A ruptura moral do teatro e da pandemia
Filme produzido por Wolfgang Pannek aborda a obra de Antonin Artaud mostrando que a peste e o teatro derrubam as máscaras sociais
Um dos maiores nomes das artes cênicas do século XX, Antonin Artaud (1896-1948) costumava fazer uma analogia entre a peste e o teatro, alegando que ambos eram capazes de fazer cair as máscaras da sociedade. Tomando como base o ensaio O Teatro e a Peste, escrito pelo poeta francês em 1933, Wolfgang Pannek diretor da trupe paulistana Taanteatro - lançou como desafio a artistas de 14 países um filme para que retratassem em vídeo suas percepções sobre a pandemia do coronavírus. O resultado do pioneiro projeto áudio-visual pode ser conferido no longa-metragem “Antonin Artaud’s The Theatre and the Plague” lançado esta semana na internet.
O diretor destaca que o filme apresenta o texto de “O Teatro e a Peste” na íntegra. “Trata-se do primeiro texto do livro O Teatro e seu Duplo, uma obra considerada profética. Neste texto, Artaud mostra como a ameaça de uma doença avassaladora provoca mudanças psicológicas e afetivas que acabam abalando as ordens morais sociais e morais que regem a humanidade. E é exatamente isso que estamos vendo acontecer durante essa pandemia de agora”, ressalta Pannek.
Na avaliação dele, existem muitas semelhanças entre o que o poeta francês descreveu no século passado com o que estamos vivenciando atualmente. “Não chegamos a uma escala epidêmica tão avassaladora a ponto de encontrar pessoas mortas nas ruas, como aconteceu naquela época. Porém, estamos vivenciando o autoritarismo extremo, como é o caso do governo atual que tenta ignorar por inteiro as ameaças da
doença. Uma pessoa que teria que usar o cargo que ocupa para fazer o bem e cuidar dos outros, mas que ao contrário disso, demonstra total indiferença em relação à morte alheia”, critica.

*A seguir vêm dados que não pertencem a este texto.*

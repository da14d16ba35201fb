use rusqlite::{params, Connection, OptionalExtension};
use sha2::{Digest, Sha256};
use std::fs;
use std::path::{Path, PathBuf};
use std::time::{SystemTime, UNIX_EPOCH};

use crate::error::{JournalError, Result};

#[derive(Debug, Clone)]
pub struct Migration {
    pub version: u32,
    pub name: &'static str,
    pub sql: &'static str,
}

impl Migration {
    pub fn new(version: u32, name: &'static str, sql: &'static str) -> Self {
        Self { version, name, sql }
    }

    pub fn checksum(&self) -> String {
        let mut hasher = Sha256::new();
        hasher.update(self.sql.as_bytes());
        format!("{:x}", hasher.finalize())
    }
}

pub struct MigrationRunner {
    migrations: Vec<Migration>,
}

impl MigrationRunner {
    pub fn new() -> Self {
        Self {
            migrations: Self::collect_migrations(),
        }
    }

    fn collect_migrations() -> Vec<Migration> {
        vec![
            Migration::new(0, "bootstrap", include_str!("migrations/000_bootstrap.sql")),
            Migration::new(
                1,
                "initial_schema",
                include_str!("migrations/001_initial_schema.sql"),
            ),
            Migration::new(
                2,
                "add_risk_amount",
                include_str!("migrations/002_add_risk_amount.sql"),
            ),
        ]
    }

    pub fn run_pending_migrations(&self, conn: &Connection, db_path: &str) -> Result<usize> {
        if !self.has_schema_migrations_table(conn)? {
            let bootstrap = &self.migrations[0];
            conn.execute_batch(bootstrap.sql)?;
            self.record_migration(conn, bootstrap, 0)?;
            log::info!("Bootstrapped migration tracking");
        }

        let current_version = self.get_current_version(conn)?;

        let pending: Vec<&Migration> = self
            .migrations
            .iter()
            .filter(|m| match current_version {
                Some(v) => m.version > v,
                None => m.version > 0,
            })
            .collect();

        if pending.is_empty() {
            return Ok(0);
        }

        log::info!("Found {} pending migrations", pending.len());

        // Copy the database file aside before touching the schema
        let target_version = pending.last().map(|m| m.version).unwrap_or(0);
        if let Some(backup_path) = self.create_backup(db_path, target_version)? {
            log::info!("Backup created: {}", backup_path.display());
        }

        let mut applied = 0;
        for migration in pending {
            match self.apply_migration(conn, migration) {
                Ok(_) => {
                    applied += 1;
                    log::info!("Applied migration {}: {}", migration.version, migration.name);
                }
                Err(e) => {
                    log::error!("Migration {} failed: {}", migration.version, e);
                    log::error!("Database rolled back to before this migration");
                    return Err(e);
                }
            }
        }

        Ok(applied)
    }

    pub fn apply_migration(&self, conn: &Connection, migration: &Migration) -> Result<()> {
        let start = SystemTime::now();

        let tx = conn.unchecked_transaction()?;
        tx.execute_batch(migration.sql)?;

        let execution_time = start.elapsed().map(|d| d.as_millis() as i64).unwrap_or(0);
        tx.execute(
            "INSERT INTO schema_migrations (version, name, applied_at, checksum, execution_time_ms, notes)
             VALUES (?, ?, ?, ?, ?, NULL)",
            params![
                migration.version,
                migration.name,
                current_timestamp(),
                migration.checksum(),
                execution_time
            ],
        )?;
        tx.commit()?;

        Ok(())
    }

    fn record_migration(&self, conn: &Connection, migration: &Migration, execution_time: i64) -> Result<()> {
        conn.execute(
            "INSERT OR IGNORE INTO schema_migrations (version, name, applied_at, checksum, execution_time_ms, notes)
             VALUES (?, ?, ?, ?, ?, NULL)",
            params![
                migration.version,
                migration.name,
                current_timestamp(),
                migration.checksum(),
                execution_time
            ],
        )?;
        Ok(())
    }

    /// Compares stored checksums against the compiled-in migration SQL.
    /// A mismatch means a migration file changed after it was applied.
    pub fn verify_migrations(&self, conn: &Connection) -> Result<()> {
        let mut stmt = conn.prepare(
            "SELECT version, name, checksum FROM schema_migrations WHERE checksum IS NOT NULL ORDER BY version",
        )?;

        let applied: Vec<(u32, String, String)> = stmt
            .query_map([], |row| Ok((row.get(0)?, row.get(1)?, row.get(2)?)))?
            .collect::<rusqlite::Result<Vec<_>>>()?;

        for (version, name, stored_checksum) in applied {
            if let Some(migration) = self.migrations.iter().find(|m| m.version == version) {
                let expected = migration.checksum();
                if stored_checksum != expected {
                    log::error!(
                        "Checksum mismatch for migration {} ({}): expected {}, stored {}",
                        version,
                        name,
                        expected,
                        stored_checksum
                    );
                    return Err(JournalError::Migration(format!(
                        "checksum mismatch for migration {} ({})",
                        version, name
                    )));
                }
            }
        }

        Ok(())
    }

    pub fn get_current_version(&self, conn: &Connection) -> Result<Option<u32>> {
        if !self.has_schema_migrations_table(conn)? {
            return Ok(None);
        }

        let version: Option<u32> = conn
            .query_row("SELECT MAX(version) FROM schema_migrations", [], |row| {
                row.get(0)
            })
            .optional()?
            .flatten();

        Ok(version)
    }

    fn has_schema_migrations_table(&self, conn: &Connection) -> Result<bool> {
        let count: i32 = conn.query_row(
            "SELECT COUNT(*) FROM sqlite_master WHERE type='table' AND name='schema_migrations'",
            [],
            |row| row.get(0),
        )?;
        Ok(count > 0)
    }

    fn create_backup(&self, db_path: &str, target_version: u32) -> Result<Option<PathBuf>> {
        let source = Path::new(db_path);
        if db_path == ":memory:" || !source.exists() {
            return Ok(None);
        }

        let backup_dir = source
            .parent()
            .unwrap_or_else(|| Path::new("."))
            .join("backups");
        fs::create_dir_all(&backup_dir)
            .map_err(|e| JournalError::Backup(format!("creating backup dir: {}", e)))?;

        let file_name = source
            .file_name()
            .map(|n| n.to_string_lossy().into_owned())
            .unwrap_or_else(|| "journal.db".to_string());
        let backup_path = backup_dir.join(format!(
            "{}.v{}.{}.bak",
            file_name,
            target_version,
            current_timestamp()
        ));

        fs::copy(source, &backup_path)
            .map_err(|e| JournalError::Backup(format!("copying database: {}", e)))?;

        Ok(Some(backup_path))
    }
}

impl Default for MigrationRunner {
    fn default() -> Self {
        Self::new()
    }
}

fn current_timestamp() -> i64 {
    SystemTime::now()
        .duration_since(UNIX_EPOCH)
        .map(|d| d.as_secs() as i64)
        .unwrap_or(0)
}
use rusqlite::Connection;
use std::sync::{Mutex, MutexGuard, PoisonError};

use crate::db::migration_runner::MigrationRunner;
use crate::error::Result;

pub struct Database {
    conn: Mutex<Connection>,
}

impl Database {
    /// Opens (creating if needed) the journal database at `db_path` and
    /// brings its schema up to date.
    pub fn new(db_path: &str) -> Result<Self> {
        let conn = Connection::open(db_path)?;

        conn.execute("PRAGMA foreign_keys = ON", [])?;
        // WAL mode for better concurrency between reads and writes
        conn.pragma_update(None, "journal_mode", "WAL")?;

        Self::migrate(conn, db_path)
    }

    /// In-memory database, mostly for tests and dry runs.
    pub fn in_memory() -> Result<Self> {
        let conn = Connection::open_in_memory()?;
        conn.execute("PRAGMA foreign_keys = ON", [])?;
        Self::migrate(conn, ":memory:")
    }

    fn migrate(conn: Connection, db_path: &str) -> Result<Self> {
        let runner = MigrationRunner::new();

        log::info!("=== Starting database migration check ===");

        let current_version = runner.get_current_version(&conn)?;
        log::info!("Current schema version: {:?}", current_version);

        let applied = runner.run_pending_migrations(&conn, db_path)?;
        if applied > 0 {
            log::info!("Applied {} migrations", applied);
        } else {
            log::info!("Database schema is up to date");
        }

        runner.verify_migrations(&conn)?;

        if let Some(version) = runner.get_current_version(&conn)? {
            log::info!("Final schema version: {}", version);
        }

        Ok(Database {
            conn: Mutex::new(conn),
        })
    }

    /// Serializes access to the single connection. A poisoned lock is
    /// recovered rather than propagated; SQLite transactions keep the
    /// data itself consistent.
    pub fn lock(&self) -> MutexGuard<'_, Connection> {
        self.conn.lock().unwrap_or_else(PoisonError::into_inner)
    }
}
/// Percentage balance change over the given window ending at `now`.
///
/// The starting balance is the balance just before the window opens
/// (trades strictly before the window start). Returns 0 when the ledger
/// is empty, when no trade falls at-or-after the window start, or when
/// the starting balance is not strictly positive.
pub fn period_growth(
    settings: &Settings,
    trades: &[Trade],
    period: Period,
    now: DateTime<Utc>,
) -> f64 {
    if trades.is_empty() {
        return 0.0;
    }

    let window_start = match period {
        Period::Day => now - Duration::days(1),
        Period::Week => now - Duration::days(7),
        Period::Month => now - Duration::days(30),
        Period::ThreeMonths => now - Duration::days(90),
        Period::YearToDate => match Utc.with_ymd_and_hms(now.year(), 1, 1, 0, 0, 0).single() {
            Some(start) => start,
            None => return 0.0,
        },
        Period::All => {
            let first = trades.iter().map(|t| t.timestamp).min().unwrap_or(0);
            match Utc.timestamp_opt(first, 0).single() {
                Some(start) => start,
                None => return 0.0,
            }
        }
    };
    let window_start = window_start.timestamp();

    if !trades.iter().any(|t| t.timestamp >= window_start) {
        return 0.0;
    }

    let starting_balance = settings.initial_capital
        + trades
            .iter()
            .filter(|t| t.timestamp < window_start)
            .map(|t| t.profit_loss)
            .sum::<f64>();
    if starting_balance <= 0.0 {
        return 0.0;
    }

    (current_balance(settings, trades) - starting_balance) / starting_balance * 100.0
}

pub fn dashboard_stats(settings: &Settings, trades: &[Trade]) -> DashboardStats {
    let wins = trades
        .iter()
        .filter(|t| t.result == TradeResult::Win)
        .count() as i32;
    let losses = trades
        .iter()
        .filter(|t| t.result == TradeResult::Loss)
        .count() as i32;
    let breakevens = trades
        .iter()
        .filter(|t| t.result == TradeResult::Be)
        .count() as i32;

    DashboardStats {
        total_trades: trades.len() as i32,
        wins,
        losses,
        breakevens,
        win_rate: win_rate(trades),
        current_balance: current_balance(settings, trades),
        net_profit: net_profit(settings, trades),
        avg_reward_multiple: average_reward_multiple(trades),
        max_drawdown: max_drawdown(&balance_history(settings, trades)),
        growth_percentage: growth_percentage(settings, trades),
        progress_toward_target: progress_toward_target(settings, trades),
    }
}

#[cfg(test)]
mod tests {
    use super::*;
    use crate::models::Breakdown;

    fn settings() -> Settings {
        Settings {
            id: 1,
            initial_capital: 10000.0,
            risk_per_trade: 0.5,
            target_growth: 10.0,
            manual_mode: false,
            created_at: 0,
            updated_at: 0,
        }
    }

    fn trade(id: &str, timestamp: i64, result: TradeResult, profit_loss: f64) -> Trade {
        Trade {
            id: id.to_string(),
            timestamp,
            pair: "unknown".to_string(),
            result,
            profit_loss,
            risk_amount: 50.0,
            breakdown: Breakdown::ManualDirect {
                amount: profit_loss,
            },
            r_multiple: None,
            notes: String::new(),
        }
    }

    #[test]
    fn test_empty_ledger_defaults() {
        let s = settings();
        let stats = dashboard_stats(&s, &[]);
        assert_eq!(stats.total_trades, 0);
        assert_eq!(stats.win_rate, 0.0);
        assert_eq!(stats.current_balance, 10000.0);
        assert_eq!(stats.net_profit, 0.0);
        assert_eq!(stats.avg_reward_multiple, 0.0);
        assert_eq!(stats.max_drawdown, 0.0);
        assert_eq!(stats.progress_toward_target, 0.0);
        assert_eq!(balance_history(&s, &[]), vec![10000.0]);
    }

    #[test]
    fn test_current_balance_is_order_independent() {
        let s = settings();
        let mut trades = vec![
            trade("TRADE-3", 300, TradeResult::Win, 50.0),
            trade("TRADE-1", 100, TradeResult::Win, 100.0),
            trade("TRADE-2", 200, TradeResult::Loss, -250.0),
        ];
        let balance = current_balance(&s, &trades);
        trades.reverse();
        assert_eq!(current_balance(&s, &trades), balance);
        assert_eq!(balance, 9900.0);
    }

    #[test]
    fn test_balance_history_resorts_chronologically() {
        let s = settings();
        // Inserted out of order on purpose
        let trades = vec![
            trade("TRADE-3", 300, TradeResult::Win, 50.0),
            trade("TRADE-1", 100, TradeResult::Win, 100.0),
            trade("TRADE-2", 200, TradeResult::Loss, -250.0),
        ];
        assert_eq!(
            balance_history(&s, &trades),
            vec![10000.0, 10100.0, 9850.0, 9900.0]
        );
    }

    #[test]
    fn test_balance_history_length_and_start() {
        let s = settings();
        let trades = vec![
            trade("TRADE-1", 100, TradeResult::Win, 100.0),
            trade("TRADE-2", 200, TradeResult::Loss, -50.0),
        ];
        let history = balance_history(&s, &trades);
        assert_eq!(history.len(), trades.len() + 1);
        assert_eq!(history[0], s.initial_capital);
    }

    #[test]
    fn test_max_drawdown_peak_tracking() {
        // Peak 10100, trough 9850
        let history = vec![10000.0, 10100.0, 9850.0, 9900.0];
        let dd = max_drawdown(&history);
        let expected = -((10100.0 - 9850.0) / 10100.0 * 100.0);
        assert!((dd - expected).abs() < 1e-9);
    }

    #[test]
    fn test_max_drawdown_zero_when_non_decreasing() {
        assert_eq!(max_drawdown(&[10000.0, 10050.0, 10200.0]), 0.0);
        assert_eq!(max_drawdown(&[]), 0.0);
    }

    #[test]
    fn test_max_drawdown_is_never_positive() {
        let history = vec![100.0, 250.0, 50.0, 300.0, 120.0];
        assert!(max_drawdown(&history) <= 0.0);
    }

    #[test]
    fn test_max_drawdown_skips_non_positive_peaks() {
        // Balance dives through zero; the walk must not divide by it
        let history = vec![-50.0, -20.0, 100.0, 80.0];
        let dd = max_drawdown(&history);
        assert!(dd.is_finite());
        let expected = -((100.0 - 80.0) / 100.0 * 100.0);
        assert!((dd - expected).abs() < 1e-9);
    }

    #[test]
    fn test_win_rate() {
        let trades = vec![
            trade("TRADE-1", 100, TradeResult::Win, 100.0),
            trade("TRADE-2", 200, TradeResult::Loss, -50.0),
            trade("TRADE-3", 300, TradeResult::Be, 0.0),
            trade("TRADE-4", 400, TradeResult::Win, 75.0),
        ];
        assert_eq!(win_rate(&trades), 50.0);
    }

    #[test]
    fn test_average_reward_multiple_reads_breakdowns() {
        let mut t1 = trade("TRADE-1", 100, TradeResult::Win, 125.0);
        t1.breakdown = Breakdown::Win {
            first_part: 50.0,
            runner_part: 75.0,
            first_close_rrr: 2.0,
            first_close_percent: 50.0,
            runner_close_rrr: 3.0,
        };
        // Legacy row: no runner in the breakdown, r_multiple column set
        let mut t2 = trade("TRADE-2", 200, TradeResult::Win, 50.0);
        t2.r_multiple = Some(1.0);
        // Win with no parsable multiple at all: excluded entirely
        let t3 = trade("TRADE-3", 300, TradeResult::Win, 80.0);
        // Losses never contribute
        let t4 = trade("TRADE-4", 400, TradeResult::Loss, -50.0);

        assert_eq!(average_reward_multiple(&[t1, t2, t3, t4]), 2.0);
    }

    #[test]
    fn test_average_reward_multiple_empty() {
        assert_eq!(average_reward_multiple(&[]), 0.0);
        let loss = trade("TRADE-1", 100, TradeResult::Loss, -50.0);
        assert_eq!(average_reward_multiple(&[loss]), 0.0);
    }

    #[test]
    fn test_growth_and_progress() {
        let s = settings();
        let trades = vec![trade("TRADE-1", 100, TradeResult::Win, 500.0)];
        assert_eq!(growth_percentage(&s, &trades), 5.0);
        // 5% of a 10% target
        assert_eq!(progress_toward_target(&s, &trades), 50.0);
    }

    #[test]
    fn test_progress_clamps_upper_bound_only() {
        let s = settings();
        let over = vec![trade("TRADE-1", 100, TradeResult::Win, 2000.0)];
        assert_eq!(progress_toward_target(&s, &over), 100.0);

        let under = vec![trade("TRADE-1", 100, TradeResult::Loss, -500.0)];
        assert_eq!(progress_toward_target(&s, &under), -50.0);
    }

    #[test]
    fn test_period_parse_round_trip() {
        for period in [
            Period::Day,
            Period::Week,
            Period::Month,
            Period::ThreeMonths,
            Period::YearToDate,
            Period::All,
        ] {
            assert_eq!(Period::parse(period.as_str()), Some(period));
        }
        assert_eq!(Period::parse("6m"), None);
    }

    #[test]
    fn test_period_growth_windows_partition_trades() {
        let s = settings();
        let now = Utc.with_ymd_and_hms(2025, 6, 15, 12, 0, 0).unwrap();
        let day = 86400;
        let trades = vec![
            // 40 days ago: outside the 1m window
            trade("TRADE-1", now.timestamp() - 40 * day, TradeResult::Win, 1000.0),
            // 5 days ago: inside
            trade("TRADE-2", now.timestamp() - 5 * day, TradeResult::Loss, -500.0),
        ];

        // 1m window: starting balance 11000, current 10500
        let growth = period_growth(&s, &trades, Period::Month, now);
        let expected = (10500.0 - 11000.0) / 11000.0 * 100.0;
        assert!((growth - expected).abs() < 1e-9);

        // all: starting balance is the initial capital
        let growth_all = period_growth(&s, &trades, Period::All, now);
        assert!((growth_all - 5.0).abs() < 1e-9);
    }

    #[test]
    fn test_period_growth_trade_at_window_start_counts() {
        let s = settings();
        let now = Utc.with_ymd_and_hms(2025, 6, 15, 12, 0, 0).unwrap();
        let at_start = trade(
            "TRADE-1",
            (now - Duration::days(1)).timestamp(),
            TradeResult::Win,
            100.0,
        );
        assert!(period_growth(&s, &[at_start], Period::Day, now) > 0.0);
    }

    #[test]
    fn test_period_growth_no_trades_in_window() {
        let s = settings();
        let now = Utc.with_ymd_and_hms(2025, 6, 15, 12, 0, 0).unwrap();
        let old = trade(
            "TRADE-1",
            (now - Duration::days(300)).timestamp(),
            TradeResult::Win,
            100.0,
        );
        assert_eq!(period_growth(&s, &[old.clone()], Period::Day, now), 0.0);
        assert_eq!(period_growth(&s, &[], Period::All, now), 0.0);
        // but the same trade is inside the all-time window
        assert!(period_growth(&s, &[old], Period::All, now) > 0.0);
    }

    #[test]
    fn test_period_growth_ytd_window() {
        let s = settings();
        let now = Utc.with_ymd_and_hms(2025, 3, 1, 0, 0, 0).unwrap();
        let last_year = Utc.with_ymd_and_hms(2024, 12, 20, 0, 0, 0).unwrap();
        let this_year = Utc.with_ymd_and_hms(2025, 1, 10, 0, 0, 0).unwrap();
        let trades = vec![
            trade("TRADE-1", last_year.timestamp(), TradeResult::Win, 1000.0),
            trade("TRADE-2", this_year.timestamp(), TradeResult::Win, 550.0),
        ];
        // Starting balance 11000 at Jan 1; +550 since
        let growth = period_growth(&s, &trades, Period::YearToDate, now);
        assert!((growth - 5.0).abs() < 1e-9);
    }

    #[test]
    fn test_period_growth_guards_non_positive_starting_balance() {
        let s = settings();
        let now = Utc.with_ymd_and_hms(2025, 6, 15, 12, 0, 0).unwrap();
        let trades = vec![
            // Wipes out the account before the window
            trade(
                "TRADE-1",
                (now - Duration::days(60)).timestamp(),
                TradeResult::Loss,
                -10000.0,
            ),
            trade(
                "TRADE-2",
                (now - Duration::days(2)).timestamp(),
                TradeResult::Win,
                100.0,
            ),
        ];
        assert_eq!(period_growth(&s, &trades, Period::Month, now), 0.0);
    }
}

Pannek enfatiza que a comparação entre a peste e o teatro defendida pelo dramaturgo francês ganha ainda mais força na atualidade. “Artaud desenvolveu os fundamentos do Teatro da Crueldade estabelecendo uma analogia entre a ruptura da ordem civilizacional provocada pela peste e as paixões convulsivas desencadeadas pela virulência de sua poética teatral transgressora. Diante da pandemia as máscaras realmente estão caindo. Basta observar como a pandemia está revelando muitas camadas que permanecem ocultas em situações mais regradas. Estamos vendo muitas pessoas com dificuldade diante da auto-restrição que exige disciplinas desagradáveis, porém necessárias. Também estamos presenciando a face oculta do consumo. O retorno aos shoppings mostra quais são os objetivos sociais de algumas pessoas neste momento crítico”, analisa.